» PROBLEM REQUIREMENTS:
Would you output all the data exactly as it stands?

» DATA SHOWN:
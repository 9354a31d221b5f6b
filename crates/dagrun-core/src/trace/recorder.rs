//! Thread-safe append sink for trace steps.

use chrono::{DateTime, Utc};
use parking_lot::Mutex;

use super::{ExecutionTrace, TraceStep};

/// Collects per-attempt steps during one run and finalizes them in
/// canonical order.
///
/// `add_step` takes the step by value: from that point the recorder owns
/// the payload and metadata exclusively, so later mutation by agents cannot
/// retroactively alter the record. Finalize is idempotent: it snapshots
/// and sorts a copy, leaving the internal buffer order untouched.
pub struct TraceRecorder {
    inner: Mutex<Inner>,
}

struct Inner {
    task_id: String,
    start_time: DateTime<Utc>,
    steps: Vec<TraceStep>,
}

impl TraceRecorder {
    pub fn new(task_id: impl Into<String>, start_time: DateTime<Utc>) -> Self {
        Self {
            inner: Mutex::new(Inner {
                task_id: task_id.into(),
                start_time,
                steps: Vec::new(),
            }),
        }
    }

    pub fn add_step(&self, step: TraceStep) {
        self.inner.lock().steps.push(step);
    }

    /// Number of steps recorded so far.
    pub fn len(&self) -> usize {
        self.inner.lock().steps.len()
    }

    pub fn is_empty(&self) -> bool {
        self.inner.lock().steps.is_empty()
    }

    /// Returns the canonically sorted trace as of `end_time`.
    pub fn finalize(&self, end_time: DateTime<Utc>) -> ExecutionTrace {
        let inner = self.inner.lock();
        let mut steps = inner.steps.clone();
        steps.sort_by(|left, right| left.canonical_cmp(right));

        let total_latency = (end_time - inner.start_time)
            .to_std()
            .unwrap_or_default();
        ExecutionTrace {
            task_id: inner.task_id.clone(),
            start_time: inner.start_time,
            end_time,
            total_latency,
            steps,
        }
    }
}

#[cfg(test)]
mod tests {
    use super::*;
    use chrono::TimeDelta;

    fn step(invocation: &str, attempt: u32) -> TraceStep {
        TraceStep {
            invocation_id: invocation.to_string(),
            attempt,
            ..TraceStep::default()
        }
    }

    #[test]
    fn finalize_sorts_canonically_and_computes_latency() {
        let start = Utc::now();
        let recorder = TraceRecorder::new("task_1", start);
        recorder.add_step(step("b", 1));
        recorder.add_step(step("a", 2));
        recorder.add_step(step("a", 1));

        let end = start + TimeDelta::milliseconds(250);
        let trace = recorder.finalize(end);

        assert_eq!(trace.task_id, "task_1");
        assert_eq!(trace.total_latency, std::time::Duration::from_millis(250));
        let order: Vec<(String, u32)> = trace
            .steps
            .iter()
            .map(|s| (s.invocation_id.clone(), s.attempt))
            .collect();
        assert_eq!(
            order,
            vec![("a".into(), 1), ("a".into(), 2), ("b".into(), 1)]
        );
    }

    #[test]
    fn finalize_is_idempotent() {
        let start = Utc::now();
        let recorder = TraceRecorder::new("task_2", start);
        recorder.add_step(step("z", 1));
        recorder.add_step(step("a", 1));

        let first = recorder.finalize(start);
        let second = recorder.finalize(start);
        assert_eq!(first, second);
        assert_eq!(recorder.len(), 2);
    }
}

» SOLUTION BELOW:
repository 9354a31d221b5f6b
filename crates/dagrun-core/src/trace/recorder.rs
//! Thread-safe append sink for trace steps.

use chrono::{DateTime, Utc};
use parking_lot::Mutex;

use super::{ExecutionTrace, TraceStep};

/// Collects per-attempt steps during one run and finalizes them in
/// canonical order.
///
/// `add_step` takes the step by value: from that point the recorder owns
/// the payload and metadata exclusively, so later mutation by agents cannot
/// retroactively alter the record. Finalize is idempotent: it snapshots
/// and sorts a copy, leaving the internal buffer order untouched.
pub struct TraceRecorder {
    inner: Mutex<Inner>,
}

struct Inner {
    task_id: String,
    start_time: DateTime<Utc>,
    steps: Vec<TraceStep>,
}

impl TraceRecorder {
    pub fn new(task_id: impl Into<String>, start_time: DateTime<Utc>) -> Self {
        Self {
            inner: Mutex::new(Inner {
                task_id: task_id.into(),
                start_time,
                steps: Vec::new(),
            }),
        }
    }

    pub fn add_step(&self, step: TraceStep) {
        self.inner.lock().steps.push(step);
    }

    /// Number of steps recorded so far.
    pub fn len(&self) -> usize {
        self.inner.lock().steps.len()
    }

    pub fn is_empty(&self) -> bool {
        self.inner.lock().steps.is_empty()
    }

    /// Returns the canonically sorted trace as of `end_time`.
    pub fn finalize(&self, end_time: DateTime<Utc>) -> ExecutionTrace {
        let inner = self.inner.lock();
        let mut steps = inner.steps.clone();
        steps.sort_by(|left, right| left.canonical_cmp(right));

        let total_latency = (end_time - inner.start_time)
            .to_std()
            .unwrap_or_default();
        ExecutionTrace {
            task_id: inner.task_id.clone(),
            start_time: inner.start_time,
            end_time,
            total_latency,
            steps,
        }
    }
}

#[cfg(test)]
mod tests {
    use super::*;
    use chrono::TimeDelta;

    fn step(invocation: &str, attempt: u32) -> TraceStep {
        TraceStep {
            invocation_id: invocation.to_string(),
            attempt,
            ..TraceStep::default()
        }
    }

    #[test]
    fn finalize_sorts_canonically_and_computes_latency() {
        let start = Utc::now();
        let recorder = TraceRecorder::new("task_1", start);
        recorder.add_step(step("b", 1));
        recorder.add_step(step("a", 2));
        recorder.add_step(step("a", 1));

        let end = start + TimeDelta::milliseconds(250);
        let trace = recorder.finalize(end);

        assert_eq!(trace.task_id, "task_1");
        assert_eq!(trace.total_latency, std::time::Duration::from_millis(250));
        let order: Vec<(String, u32)> = trace
            .steps
            .iter()
            .map(|s| (s.invocation_id.clone(), s.attempt))
            .collect();
        assert_eq!(
            order,
            vec![("a".into(), 1), ("a".into(), 2), ("b".into(), 1)]
        );
    }

    #[test]
    fn finalize_is_idempotent() {
        let start = Utc::now();
        let recorder = TraceRecorder::new("task_2", start);
        recorder.add_step(step("z", 1));
        recorder.add_step(step("a", 1));

        let first = recorder.finalize(start);
        let second = recorder.finalize(start);
        assert_eq!(first, second);
        assert_eq!(recorder.len(), 2);
    }
}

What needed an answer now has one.